Submitted to: Transactions of the ASAE
Publication Type: Peer Reviewed Journal
Publication Acceptance Date: September 24, 2001
Publication Date: December 31, 2001
Citation: Woodbury, B.L., Miller, D.N., Nienaber, J.A., Eigenberg, R.A. 2001. Seasonal and spatial variations of denitrifying enzyme activity in feedlot soil. Transactions of the ASAE 44(6):1635-1642. 2001. Interpretive Summary: Nitrogen is lost from the feedlot by many pathways. A major pathway is ammonia gas lost to the atmosphere and can account for much of the lost nitrogen. However, another important pathway is the conversion to nitrogen gas by bacteria, which has not been widely studied. The object of this paper was to study the seasonal loss of nitrogen gas from a feedlot soil. Electrical conductivity was used to identify locations within the pen to represent microbial activity. Various depths were analyzed for microbial activity and nutrient concentrations. Microbial activity varied greatly according to season, depth, and location within the pen. The surface soil maintained the highest level of microbial activity when compared to the other soil depths, even when the soil temperatures were near freezing. Below the 4 inch depth microbial activity was near zero. We conclude that environmental conditions control microbial conversion of nitrate to nitrogen gas.

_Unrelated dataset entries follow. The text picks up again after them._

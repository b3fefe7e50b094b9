use std::sync::{atomic, Arc};

use clap::{Parser, Subcommand};
use tracing::{debug, info, instrument};

use crate::{
    configuration::Configuration,
    database::{
        create_async_database_connection_pool,
        migrations::{has_missing_migrations, run_migrations},
    },
    error::{TvocError, TvocResult},
    integration_tests::run_internal_integration_tests,
    job_queue::{jobs::expire_broken_streaks::expire_broken_streaks, spawn_job_queue_runner},
    tts::TtsClient,
    web::run_web_api,
};

/// CLI of the Thai vocabulary learning backend.
#[derive(Parser, Debug)]
struct Cli {
    #[command(subcommand)]
    command: Option<CliCommand>,
}

#[derive(Subcommand, Debug, Default)]
enum CliCommand {
    /// Run the web API (default).
    #[default]
    Web,

    /// Apply pending database migrations.
    ApplyMigrations,

    /// Reset the streaks of users who have not played since the start of yesterday (UTC).
    /// This is done automatically while the web application runs.
    /// But if required, it can be run manually with this command.
    ExpireBrokenStreaks,

    /// Run integration tests that require a database, but use APIs that are not exposed through the web interface.
    RunInternalIntegrationTests,
}

#[instrument(skip(configuration))]
pub async fn run_cli_command(configuration: &Configuration) -> TvocResult<()> {
    let cli = Cli::parse();
    debug!("Cli arguments: {cli:#?}");

    match cli.command.unwrap_or_default() {
        CliCommand::Web => run_tvoc_backend(configuration).await?,
        CliCommand::ApplyMigrations => apply_pending_database_migrations(configuration).await?,
        CliCommand::ExpireBrokenStreaks => {
            expire_broken_streaks(
                &create_async_database_connection_pool(configuration).await?,
                configuration,
            )
            .await?
        }
        CliCommand::RunInternalIntegrationTests => {
            run_internal_integration_tests(configuration).await?
        }
    }

    Ok(())
}

#[instrument(err, skip(configuration))]
async fn run_tvoc_backend(configuration: &Configuration) -> TvocResult<()> {
    debug!("Running tvoc backend with configuration: {configuration:#?}");

    let database_connection_pool = create_async_database_connection_pool(configuration).await?;
    let tts_client = Arc::new(TtsClient::new(configuration)?);

    // Create shutdown flag.
    let do_shutdown = Arc::new(atomic::AtomicBool::new(false));

    // Start job queue
    let job_queue_join_handle =
        spawn_job_queue_runner(&database_connection_pool, do_shutdown.clone(), configuration)
            .await?;

    // Start web API
    run_web_api(database_connection_pool, tts_client, configuration).await?;

    // Shutdown
    info!("Shutting down...");
    do_shutdown.store(true, atomic::Ordering::Relaxed);

    info!("Waiting for asynchronous tasks to finish...");
    job_queue_join_handle
        .await
        .map_err(|error| TvocError::TokioTaskJoin {
            source: Box::new(error),
        })??;

    Ok(())
}

#[instrument(err, skip(configuration))]
async fn apply_pending_database_migrations(configuration: &Configuration) -> TvocResult<()> {
    if has_missing_migrations(configuration)? {
        info!("Executing missing database migrations");
        run_migrations(configuration)?;
        info!("Success!");
    } else {
        info!("No missing migrations");
    }

    Ok(())
}
use tracing::instrument;

use crate::{configuration::Configuration, error::TvocResult};

mod async_connection_pool;
pub mod migrations;
pub mod model;
pub mod schema;
mod sync_connection;
pub mod transactions;

pub use async_connection_pool::TvocAsyncDatabaseConnectionPool;

diesel::sql_function!(fn random() -> diesel::sql_types::Double);

#[instrument(err, skip(configuration))]
pub async fn create_async_database_connection_pool(
    configuration: &Configuration,
) -> TvocResult<TvocAsyncDatabaseConnectionPool> {
    TvocAsyncDatabaseConnectionPool::new(configuration)
}
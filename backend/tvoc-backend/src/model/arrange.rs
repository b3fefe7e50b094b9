//! Tokenisation, shuffling and grading for the arrange-the-sentence game.
//!
//! Sentences are stored as space-separated tokens. Thai script has no
//! spaces, so content authors segment the stored sentences manually.

use rand::{seq::SliceRandom, Rng};

/// How often a shuffle that reproduced the original order is repeated
/// before giving up and serving it anyway.
const MAXIMUM_RESHUFFLE_ATTEMPTS: usize = 10;

/// Split a stored sentence into its tokens.
pub fn tokenize(sentence: &str) -> Vec<String> {
    sentence.split_whitespace().map(str::to_string).collect()
}

/// Shuffle the tokens of a sentence uniformly.
///
/// If the shuffle comes out in the original order it is repeated a bounded
/// number of times. Sentences of fewer than two tokens are returned as-is.
pub fn shuffle_tokens(tokens: &[String], rng: &mut impl Rng) -> Vec<String> {
    let mut shuffled = tokens.to_vec();
    if tokens.len() < 2 {
        return shuffled;
    }

    for _ in 0..MAXIMUM_RESHUFFLE_ATTEMPTS {
        shuffled.shuffle(rng);
        if shuffled != tokens {
            break;
        }
    }

    shuffled
}

/// Grade an arrangement against the stored sentence.
pub fn grade(correct_answer: &str, arranged_tokens: &[String]) -> bool {
    tokenize(correct_answer) == arranged_tokens
}

#[cfg(test)]
mod tests {
    use super::*;
    use rand::{rngs::StdRng, SeedableRng};

    #[test]
    fn test_tokenize_splits_on_whitespace() {
        assert_eq!(tokenize("ผม ชื่อ สมชาย"), vec!["ผม", "ชื่อ", "สมชาย"]);
        assert_eq!(tokenize("  ผม  ชื่อ "), vec!["ผม", "ชื่อ"]);
        assert!(tokenize("").is_empty());
    }

    #[test]
    fn test_shuffle_permutes_without_losing_tokens() {
        let tokens = tokenize("หนึ่ง สอง สาม สี่ ห้า หก");

        for seed in 0..50 {
            let mut rng = StdRng::seed_from_u64(seed);
            let shuffled = shuffle_tokens(&tokens, &mut rng);

            let mut sorted_original = tokens.clone();
            let mut sorted_shuffled = shuffled.clone();
            sorted_original.sort();
            sorted_shuffled.sort();
            assert_eq!(sorted_original, sorted_shuffled);
        }
    }

    #[test]
    fn test_shuffle_usually_changes_the_order() {
        let tokens = tokenize("หนึ่ง สอง สาม สี่ ห้า หก");
        let mut unchanged = 0;

        for seed in 0..100 {
            let mut rng = StdRng::seed_from_u64(seed);
            if shuffle_tokens(&tokens, &mut rng) == tokens {
                unchanged += 1;
            }
        }

        // With six tokens and bounded reshuffling, reproducing the original
        // order should be vanishingly rare.
        assert_eq!(unchanged, 0);
    }

    #[test]
    fn test_single_token_is_served_as_is() {
        let tokens = tokenize("สวัสดี");
        let mut rng = StdRng::seed_from_u64(0);
        assert_eq!(shuffle_tokens(&tokens, &mut rng), tokens);
    }

    #[test]
    fn test_grading() {
        let correct = "ผม ชื่อ สมชาย";
        assert!(grade(correct, &tokenize("ผม ชื่อ สมชาย")));
        assert!(!grade(correct, &tokenize("ชื่อ ผม สมชาย")));
        assert!(!grade(correct, &tokenize("ผม ชื่อ")));
        assert!(!grade(correct, &[]));
    }
}
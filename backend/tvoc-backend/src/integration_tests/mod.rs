use std::time::Duration;

use chrono::{Duration as ChronoDuration, Utc};
use tokio::time::sleep;
use tracing::{info, instrument};

use crate::configuration::Configuration;
use crate::database::create_async_database_connection_pool;
use crate::database::model::{UserProgress, UserProgressUpsert};
use crate::error::{TvocError, TvocResult};
use crate::job_queue::jobs::expire_broken_streaks::expire_broken_streaks;

#[instrument(err, skip(configuration))]
pub async fn run_internal_integration_tests(configuration: &Configuration) -> TvocResult<()> {
    test_aborted_transaction(configuration).await?;
    test_expire_broken_streaks(configuration).await
}

#[instrument(err, skip(configuration))]
async fn test_aborted_transaction(configuration: &Configuration) -> TvocResult<()> {
    let database_connection_pool = create_async_database_connection_pool(configuration).await?;

    // Set up test table
    database_connection_pool
        .execute_transaction::<_, TvocError>(
            |database_connection| {
                Box::pin(async move {
                    use crate::database::schema::integration_test_scratch::dsl::*;
                    use diesel::ExpressionMethods;
                    use diesel_async::RunQueryDsl;

                    diesel::delete(integration_test_scratch)
                        .filter(id.eq_any([1, 2]))
                        .execute(database_connection)
                        .await?;
                    diesel::insert_into(integration_test_scratch)
                        .values([(id.eq(1), value.eq("nam")), (id.eq(2), value.eq("khao"))])
                        .execute(database_connection)
                        .await?;

                    Ok(())
                })
            },
            0,
        )
        .await?;

    info!("Test table set up successfully");

    // Trigger a serialisation failure
    let (first, second) = tokio::join!(
        database_connection_pool.execute_transaction::<_, TvocError>(
            |database_connection| Box::pin(async move {
                use crate::database::schema::integration_test_scratch::dsl::*;
                use diesel::ExpressionMethods;
                use diesel::OptionalExtension;
                use diesel::QueryDsl;
                use diesel_async::RunQueryDsl;

                let first_value: Option<String> = integration_test_scratch
                    .select(value)
                    .filter(id.eq(1))
                    .first(database_connection)
                    .await
                    .optional()?;

                sleep(Duration::from_secs(5)).await;

                diesel::update(integration_test_scratch)
                    .filter(id.eq(2))
                    .set(value.eq(first_value.unwrap()))
                    .execute(database_connection)
                    .await?;

                Ok(())
            }),
            0
        ),
        database_connection_pool.execute_transaction::<_, TvocError>(
            |database_connection| Box::pin(async move {
                use crate::database::schema::integration_test_scratch::dsl::*;
                use diesel::ExpressionMethods;
                use diesel::OptionalExtension;
                use diesel::QueryDsl;
                use diesel_async::RunQueryDsl;

                let second_value: Option<String> = integration_test_scratch
                    .select(value)
                    .filter(id.eq(2))
                    .first(database_connection)
                    .await
                    .optional()?;

                sleep(Duration::from_secs(5)).await;

                diesel::update(integration_test_scratch)
                    .filter(id.eq(1))
                    .set(value.eq(second_value.unwrap()))
                    .execute(database_connection)
                    .await?;

                Ok(())
            }),
            0
        ),
    );

    info!("Serialisation failure should have triggered");
    info!("First result:  {first:?}");
    info!("Second result: {second:?}");
    assert!(
        matches!(
            first,
            Err(TvocError::DatabaseTransactionRetryLimitReached { .. })
        ) || matches!(
            second,
            Err(TvocError::DatabaseTransactionRetryLimitReached { .. })
        )
    );

    // Ensure that we can still do transactions on the same data
    database_connection_pool
        .execute_transaction::<_, TvocError>(
            |database_connection| {
                Box::pin(async move {
                    use crate::database::schema::integration_test_scratch::dsl::*;
                    use diesel::ExpressionMethods;
                    use diesel_async::RunQueryDsl;

                    diesel::delete(integration_test_scratch)
                        .filter(id.eq_any([1, 2]))
                        .execute(database_connection)
                        .await?;

                    Ok(())
                })
            },
            0,
        )
        .await?;

    info!("Success! Transactions still work after serialisation failure");

    Ok(())
}

#[instrument(err, skip(configuration))]
async fn test_expire_broken_streaks(configuration: &Configuration) -> TvocResult<()> {
    let database_connection_pool = create_async_database_connection_pool(configuration).await?;
    let now = Utc::now();

    let stale_user = "internal-test-stale-user";
    let fresh_user = "internal-test-fresh-user";

    // Set up one user with an expired streak and one who played today.
    let upserts = [
        UserProgressUpsert {
            user_id: stale_user.to_string(),
            total_diamonds: 10,
            total_xp: 50,
            games_played: 5,
            current_streak: 5,
            longest_streak: 5,
            last_played_at: Some(now - ChronoDuration::days(3)),
        },
        UserProgressUpsert {
            user_id: fresh_user.to_string(),
            total_diamonds: 4,
            total_xp: 20,
            games_played: 2,
            current_streak: 2,
            longest_streak: 2,
            last_played_at: Some(now),
        },
    ];
    let upserts = &upserts;

    database_connection_pool
        .execute_transaction::<_, TvocError>(
            |database_connection| {
                Box::pin(async move {
                    use crate::database::schema::user_progress::dsl::*;
                    use diesel_async::RunQueryDsl;

                    for upsert in upserts {
                        diesel::insert_into(user_progress)
                            .values(upsert)
                            .on_conflict(user_id)
                            .do_update()
                            .set(upsert)
                            .execute(database_connection)
                            .await?;
                    }

                    Ok(())
                })
            },
            0,
        )
        .await?;

    expire_broken_streaks(&database_connection_pool, configuration).await?;

    let (stale, fresh) = database_connection_pool
        .execute_transaction::<_, TvocError>(
            |database_connection| {
                Box::pin(async move {
                    use crate::database::schema::user_progress::dsl::*;
                    use diesel::{QueryDsl, SelectableHelper};
                    use diesel_async::RunQueryDsl;

                    let stale: UserProgress = user_progress
                        .find(stale_user)
                        .select(UserProgress::as_select())
                        .first(database_connection)
                        .await?;
                    let fresh: UserProgress = user_progress
                        .find(fresh_user)
                        .select(UserProgress::as_select())
                        .first(database_connection)
                        .await?;

                    // Clean up the test users.
                    diesel::delete(user_progress.find(stale_user))
                        .execute(database_connection)
                        .await?;
                    diesel::delete(user_progress.find(fresh_user))
                        .execute(database_connection)
                        .await?;

                    Ok((stale, fresh))
                })
            },
            0,
        )
        .await?;

    assert_eq!(stale.current_streak, 0);
    assert_eq!(stale.longest_streak, 5);
    assert_eq!(fresh.current_streak, 2);

    info!("Success! Streak expiry resets only broken streaks");

    Ok(())
}
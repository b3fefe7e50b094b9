use std::time::{SystemTime, UNIX_EPOCH};

use api_types::{
    ArrangeSentenceResponse, ArrangementGrade, CreateLesson, CreateQuestion, CreateVocabulary,
    Difficulty, GameKind, GameResultResponse, LessonWithQuestions, ProgressResponse,
    QuestionKind, QuestionResponse, ServiceStatusResponse, SubmitArrangement, SubmitGameResult,
    SubmitGameResultResponse, TtsRequest, UpdateLesson, UpdateProgress, UpdateVocabulary,
    VocabQuizResponse, VocabularyResponse,
};
use log::info;
use reqwest::StatusCode;
use simplelog::TermLogger;

use crate::util::{assert_json_response, assert_response_status, HttpClient};

mod util;

fn initialise_logging() {
    TermLogger::init(
        log::LevelFilter::Info,
        simplelog::Config::default(),
        simplelog::TerminalMode::Mixed,
        simplelog::ColorChoice::Auto,
    )
    .unwrap();

    info!("Logging initialised");
}

#[tokio::main]
async fn main() {
    initialise_logging();
    let client = HttpClient::new().await;

    // Make the test data of this run unique, so reruns against the same
    // database do not collide.
    let run_id = SystemTime::now()
        .duration_since(UNIX_EPOCH)
        .unwrap()
        .as_nanos()
        .to_string();

    test_service_status(&client).await;
    test_vocabulary_crud(&client, &run_id).await;
    test_random_vocabulary(&client, &run_id).await;
    test_vocab_quiz(&client, &run_id).await;
    test_lessons_and_questions(&client, &run_id).await;
    test_arrange_sentence_flow(&client, &run_id).await;
    test_game_results_and_progress(&client, &run_id).await;
    test_tts_validation(&client).await;

    info!("Finished");
}

async fn create_vocabulary_entry(
    client: &HttpClient,
    word: String,
    translation: &str,
    category: &str,
    difficulty: Difficulty,
) -> VocabularyResponse {
    let response = client
        .post(
            "/vocabulary",
            CreateVocabulary {
                word,
                romanization: "rom".to_owned(),
                translation: translation.to_owned(),
                category: category.to_owned(),
                difficulty,
                example_sentence: None,
                example_translation: None,
            },
        )
        .await;
    assert_json_response(response, StatusCode::CREATED).await
}

async fn test_service_status(client: &HttpClient) {
    let status: ServiceStatusResponse =
        assert_json_response(client.get("/").await, StatusCode::OK).await;
    assert_eq!(status.service, "tvoc-backend");
    assert_eq!(status.status, "ok");

    info!("Service status ok");
}

async fn test_vocabulary_crud(client: &HttpClient, run_id: &str) {
    let category = format!("crud-{run_id}");

    let first = create_vocabulary_entry(
        client,
        format!("a-น้ำ-{run_id}"),
        "water",
        &category,
        Difficulty::Beginner,
    )
    .await;
    let second = create_vocabulary_entry(
        client,
        format!("b-ข้าว-{run_id}"),
        "rice",
        &category,
        Difficulty::Beginner,
    )
    .await;
    assert_eq!(first.frequency, 0);

    // Creating the same word again is a conflict.
    let response = client
        .post(
            "/vocabulary",
            CreateVocabulary {
                word: format!("a-น้ำ-{run_id}"),
                romanization: "nam".to_owned(),
                translation: "water".to_owned(),
                category: category.clone(),
                difficulty: Difficulty::Beginner,
                example_sentence: None,
                example_translation: None,
            },
        )
        .await;
    assert_response_status(response, StatusCode::CONFLICT).await;

    // Listing is ordered by word.
    let listed: Vec<VocabularyResponse> = assert_json_response(
        client
            .get(&format!("/vocabulary?category={category}"))
            .await,
        StatusCode::OK,
    )
    .await;
    assert_eq!(
        listed.iter().map(|entry| entry.id).collect::<Vec<_>>(),
        vec![first.id, second.id]
    );

    // Fetch and update one entry.
    let fetched: VocabularyResponse = assert_json_response(
        client.get(&format!("/vocabulary/{}", first.id)).await,
        StatusCode::OK,
    )
    .await;
    assert_eq!(fetched.translation, "water");

    let updated: VocabularyResponse = assert_json_response(
        client
            .put(
                &format!("/vocabulary/{}", first.id),
                UpdateVocabulary {
                    translation: Some("cold water".to_owned()),
                    ..Default::default()
                },
            )
            .await,
        StatusCode::OK,
    )
    .await;
    assert_eq!(updated.translation, "cold water");
    assert_eq!(updated.word, fetched.word);

    // An update without any fields is rejected.
    let response = client
        .put(
            &format!("/vocabulary/{}", first.id),
            UpdateVocabulary::default(),
        )
        .await;
    assert_response_status(response, StatusCode::BAD_REQUEST).await;

    // Unknown ids are not found.
    let response = client.get("/vocabulary/999999999").await;
    assert_response_status(response, StatusCode::NOT_FOUND).await;

    // Delete.
    let response = client.delete(&format!("/vocabulary/{}", second.id)).await;
    assert_response_status(response, StatusCode::NO_CONTENT).await;
    let response = client.get(&format!("/vocabulary/{}", second.id)).await;
    assert_response_status(response, StatusCode::NOT_FOUND).await;

    info!("Vocabulary CRUD ok");
}

async fn test_random_vocabulary(client: &HttpClient, run_id: &str) {
    let category = format!("random-{run_id}");
    for (word, translation) in [("หมา", "dog"), ("แมว", "cat"), ("นก", "bird")] {
        create_vocabulary_entry(
            client,
            format!("{word}-{run_id}"),
            translation,
            &category,
            Difficulty::Beginner,
        )
        .await;
    }

    let sample: Vec<VocabularyResponse> = assert_json_response(
        client
            .get(&format!("/vocabulary/random?category={category}&count=2"))
            .await,
        StatusCode::OK,
    )
    .await;
    assert_eq!(sample.len(), 2);
    assert!(sample.iter().all(|entry| entry.category == category));

    info!("Random vocabulary ok");
}

async fn test_vocab_quiz(client: &HttpClient, run_id: &str) {
    let category = format!("quiz-{run_id}");
    for (word, translation) in [
        ("หนึ่ง", "one"),
        ("สอง", "two"),
        ("สาม", "three"),
        ("สี่", "four"),
        ("ห้า", "five"),
    ] {
        create_vocabulary_entry(
            client,
            format!("{word}-{run_id}"),
            translation,
            &category,
            Difficulty::Beginner,
        )
        .await;
    }

    let quiz: VocabQuizResponse = assert_json_response(
        client
            .get(&format!("/game/vocab-quiz?category={category}&count=3"))
            .await,
        StatusCode::OK,
    )
    .await;
    assert_eq!(quiz.questions.len(), 3);
    for question in &quiz.questions {
        assert_eq!(question.options.len(), 4);
        assert_eq!(
            question.options[question.correct_index],
            question.correct_answer
        );
        let mut distinct = question.options.clone();
        distinct.sort();
        distinct.dedup();
        assert_eq!(distinct.len(), 4);
    }

    // Serving the quiz counts towards the frequency of the used entries.
    let listed: Vec<VocabularyResponse> = assert_json_response(
        client
            .get(&format!("/vocabulary?category={category}"))
            .await,
        StatusCode::OK,
    )
    .await;
    let total_frequency: i32 = listed.iter().map(|entry| entry.frequency).sum();
    assert_eq!(total_frequency, 3);

    // A category with a single entry cannot produce distractors.
    let thin_category = format!("thin-{run_id}");
    create_vocabulary_entry(
        client,
        format!("เดียว-{run_id}"),
        "single",
        &thin_category,
        Difficulty::Beginner,
    )
    .await;
    let response = client
        .get(&format!("/game/vocab-quiz?category={thin_category}"))
        .await;
    assert_response_status(response, StatusCode::UNPROCESSABLE_ENTITY).await;

    info!("Vocabulary quiz ok");
}

async fn test_lessons_and_questions(client: &HttpClient, run_id: &str) {
    let category = format!("lesson-{run_id}");

    let lesson: LessonWithQuestions = {
        let lesson: api_types::LessonResponse = assert_json_response(
            client
                .post(
                    "/lessons",
                    CreateLesson {
                        title: format!("Greetings {run_id}"),
                        description: None,
                        category: category.clone(),
                        difficulty: Difficulty::Beginner,
                        position: Some(1),
                    },
                )
                .await,
            StatusCode::CREATED,
        )
        .await;
        assert_eq!(lesson.description, "");

        let question: QuestionResponse = assert_json_response(
            client
                .post(
                    "/questions",
                    CreateQuestion {
                        lesson_id: Some(lesson.id),
                        vocabulary_id: None,
                        kind: QuestionKind::MultipleChoice,
                        difficulty: Difficulty::Beginner,
                        prompt: "hello".to_owned(),
                        correct_answer: "สวัสดี".to_owned(),
                        choices: Some(vec![
                            "สวัสดี".to_owned(),
                            "ขอบคุณ".to_owned(),
                            "ลาก่อน".to_owned(),
                            "สบายดี".to_owned(),
                        ]),
                    },
                )
                .await,
            StatusCode::CREATED,
        )
        .await;
        assert_eq!(question.lesson_id, Some(lesson.id));

        assert_json_response(
            client.get(&format!("/lessons/{}", lesson.id)).await,
            StatusCode::OK,
        )
        .await
    };
    assert_eq!(lesson.questions.len(), 1);
    assert_eq!(lesson.questions[0].choices.len(), 4);

    // Listing questions by lesson.
    let questions: Vec<QuestionResponse> = assert_json_response(
        client
            .get(&format!("/questions?lesson_id={}", lesson.lesson.id))
            .await,
        StatusCode::OK,
    )
    .await;
    assert_eq!(questions.len(), 1);

    let updated: api_types::LessonResponse = assert_json_response(
        client
            .put(
                &format!("/lessons/{}", lesson.lesson.id),
                UpdateLesson {
                    position: Some(7),
                    ..Default::default()
                },
            )
            .await,
        StatusCode::OK,
    )
    .await;
    assert_eq!(updated.position, 7);

    let response = client
        .put(
            &format!("/lessons/{}", lesson.lesson.id),
            UpdateLesson::default(),
        )
        .await;
    assert_response_status(response, StatusCode::BAD_REQUEST).await;

    // Deleting the lesson detaches its questions instead of deleting them.
    let response = client.delete(&format!("/lessons/{}", lesson.lesson.id)).await;
    assert_response_status(response, StatusCode::NO_CONTENT).await;

    let detached: QuestionResponse = assert_json_response(
        client
            .get(&format!("/questions/{}", lesson.questions[0].id))
            .await,
        StatusCode::OK,
    )
    .await;
    assert_eq!(detached.lesson_id, None);

    // Clean up.
    let response = client
        .delete(&format!("/questions/{}", detached.id))
        .await;
    assert_response_status(response, StatusCode::NO_CONTENT).await;

    info!("Lessons and questions ok");
}
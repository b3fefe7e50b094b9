use std::str::FromStr;

use api_types::{
    ArrangeSentenceItem, ArrangeSentenceQuery, ArrangeSentenceResponse, ArrangementGrade,
    Difficulty, ProgressResponse, QuestionKind, SubmitArrangement,
};
use axum::{
    extract::{Path, Query},
    Extension, Json,
};
use chrono::Utc;
use rand::{rngs::StdRng, SeedableRng};
use tracing::instrument;

use crate::{
    database::model::{Question, UserProgress},
    error::{TvocError, TvocResult, UserError},
    model::{
        arrange::{grade, shuffle_tokens, tokenize},
        scoring::arrangement_award,
    },
};

use super::{games::apply_award_to_progress, WebConfiguration, WebDatabaseConnectionPool};

/// Serve a round of arrange-the-sentence questions of one difficulty.
///
/// The token shuffle happens outside the transaction, so a retried
/// transaction does not reshuffle.
#[instrument(err, skip(database_connection_pool, configuration))]
pub async fn generate_arrange_sentence(
    Extension(database_connection_pool): WebDatabaseConnectionPool,
    Extension(configuration): WebConfiguration,
    Path(requested_difficulty): Path<String>,
    Query(query): Query<ArrangeSentenceQuery>,
) -> TvocResult<Json<ArrangeSentenceResponse>> {
    let requested_difficulty =
        Difficulty::from_str(&requested_difficulty).map_err(|_| UserError::InvalidDifficulty {
            value: requested_difficulty.clone(),
        })?;
    let count = configuration.clamp_question_count(query.count);

    let sampled = database_connection_pool
        .execute_read_committed_transaction::<_, TvocError>(
            |database_connection| {
                Box::pin(async move {
                    use crate::database::schema::questions::dsl::*;
                    use diesel::{ExpressionMethods, QueryDsl, SelectableHelper};
                    use diesel_async::RunQueryDsl;

                    Ok(questions
                        .filter(kind.eq(QuestionKind::ArrangeSentence.as_ref()))
                        .filter(difficulty.eq(requested_difficulty.as_ref()))
                        .select(Question::as_select())
                        .order(crate::database::random())
                        .limit(count)
                        .load::<Question>(database_connection)
                        .await?)
                })
            },
            configuration.maximum_transaction_retry_count,
        )
        .await?;

    if sampled.is_empty() {
        return Err(UserError::NoArrangeSentenceQuestions {
            difficulty: requested_difficulty.to_string(),
        }
        .into());
    }

    let mut rng = StdRng::from_entropy();
    let sentences = sampled
        .into_iter()
        .map(|question| {
            let tokens = tokenize(&question.correct_answer);
            ArrangeSentenceItem {
                question_id: question.id,
                prompt: question.prompt,
                tokens: shuffle_tokens(&tokens, &mut rng),
            }
        })
        .collect();

    Ok(Json(ArrangeSentenceResponse { sentences }))
}

/// Grade an arrangement.
///
/// When the submission carries a user id, a correct arrangement's award is
/// applied to that user's progress in the same transaction.
#[instrument(err, skip(database_connection_pool, configuration))]
pub async fn submit_arrangement(
    Extension(database_connection_pool): WebDatabaseConnectionPool,
    Extension(configuration): WebConfiguration,
    Json(submission): Json<SubmitArrangement>,
) -> TvocResult<Json<ArrangementGrade>> {
    if submission.time_spent_seconds.unwrap_or(0) < 0 {
        return Err(UserError::NegativeTimeSpent.into());
    }

    let now = Utc::now();
    let submission = &submission;

    let (question, correct, progress) = database_connection_pool
        .execute_transaction::<_, TvocError>(
            |database_connection| {
                Box::pin(async move {
                    use crate::database::schema::questions::dsl::*;
                    use diesel::{OptionalExtension, QueryDsl, SelectableHelper};
                    use diesel_async::RunQueryDsl;

                    let question: Question = questions
                        .find(submission.question_id)
                        .select(Question::as_select())
                        .first(database_connection)
                        .await
                        .optional()?
                        .ok_or_else(|| {
                            TvocError::from(UserError::QuestionNotFound {
                                id: submission.question_id,
                            })
                        })?;

                    let correct = grade(&question.correct_answer, &submission.arranged_tokens);

                    let progress: Option<UserProgress> = match &submission.user_id {
                        Some(submission_user_id) if correct => Some(
                            apply_award_to_progress(
                                database_connection,
                                submission_user_id,
                                arrangement_award(true),
                                false,
                                now,
                            )
                            .await?,
                        ),
                        Some(submission_user_id) => {
                            use crate::database::schema::user_progress;

                            user_progress::table
                                .find(submission_user_id.as_str())
                                .select(UserProgress::as_select())
                                .first(database_connection)
                                .await
                                .optional()?
                        }
                        None => None,
                    };

                    Ok((question, correct, progress))
                })
            },
            configuration.maximum_transaction_retry_count,
        )
        .await?;

    let award = arrangement_award(correct);
    Ok(Json(ArrangementGrade {
        correct,
        correct_sentence: question.correct_answer,
        diamonds_earned: award.diamonds,
        xp_earned: award.xp,
        progress: progress.map(ProgressResponse::from),
    }))
}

Technical Abstract: Animal waste models, used by producers to apply best management practices for waste control, are only crude approximations for nitrogen lost from the feedlot. Ammonia loss has been widely studied and accounts for the majority of gaseous nitrogen lost from a feedlot soil; however, denitrification has not been thoroughly investigated. The objectives of this study were to determine the seasonal denitrification enzyme activity (DEA) of a feedlot soil and evaluate potential controlling mechanisms. Electromagnetic mapping techniques were used to identify three locations within the feedlot pen. Three depths (unconsolidated surface material, 0 - 0.10 m, 0.10 - 0.20 m) were isolated at each location and analyzed for DEA, nitrification activity, denitrifier most probable number, soil moisture, pH, volatile solids, total carbon, and total nitrogen. Denitrification enzyme activity varied from 0.0 to 132.2 mmol/g/hr based on season, depth, and spacial location. However, no single factor was perfectly correlated with DEA across all locations and depths. The seasonal average DEA of the unconsolidated surface material maintained significantly higher levels when compared to other depths. Downgradient surface materials maintained DEA levels greater than 60 mmol/g/hr even when soil temperatures were near freezing. Also, the seasonal average DEA below 0.10 m for all locations was near zero during the entire investigation, significantly less than the other depths. We conclude that a range of environmental factors, alone or in conjunction, influence DEA depending upon location within the pen and soil depth.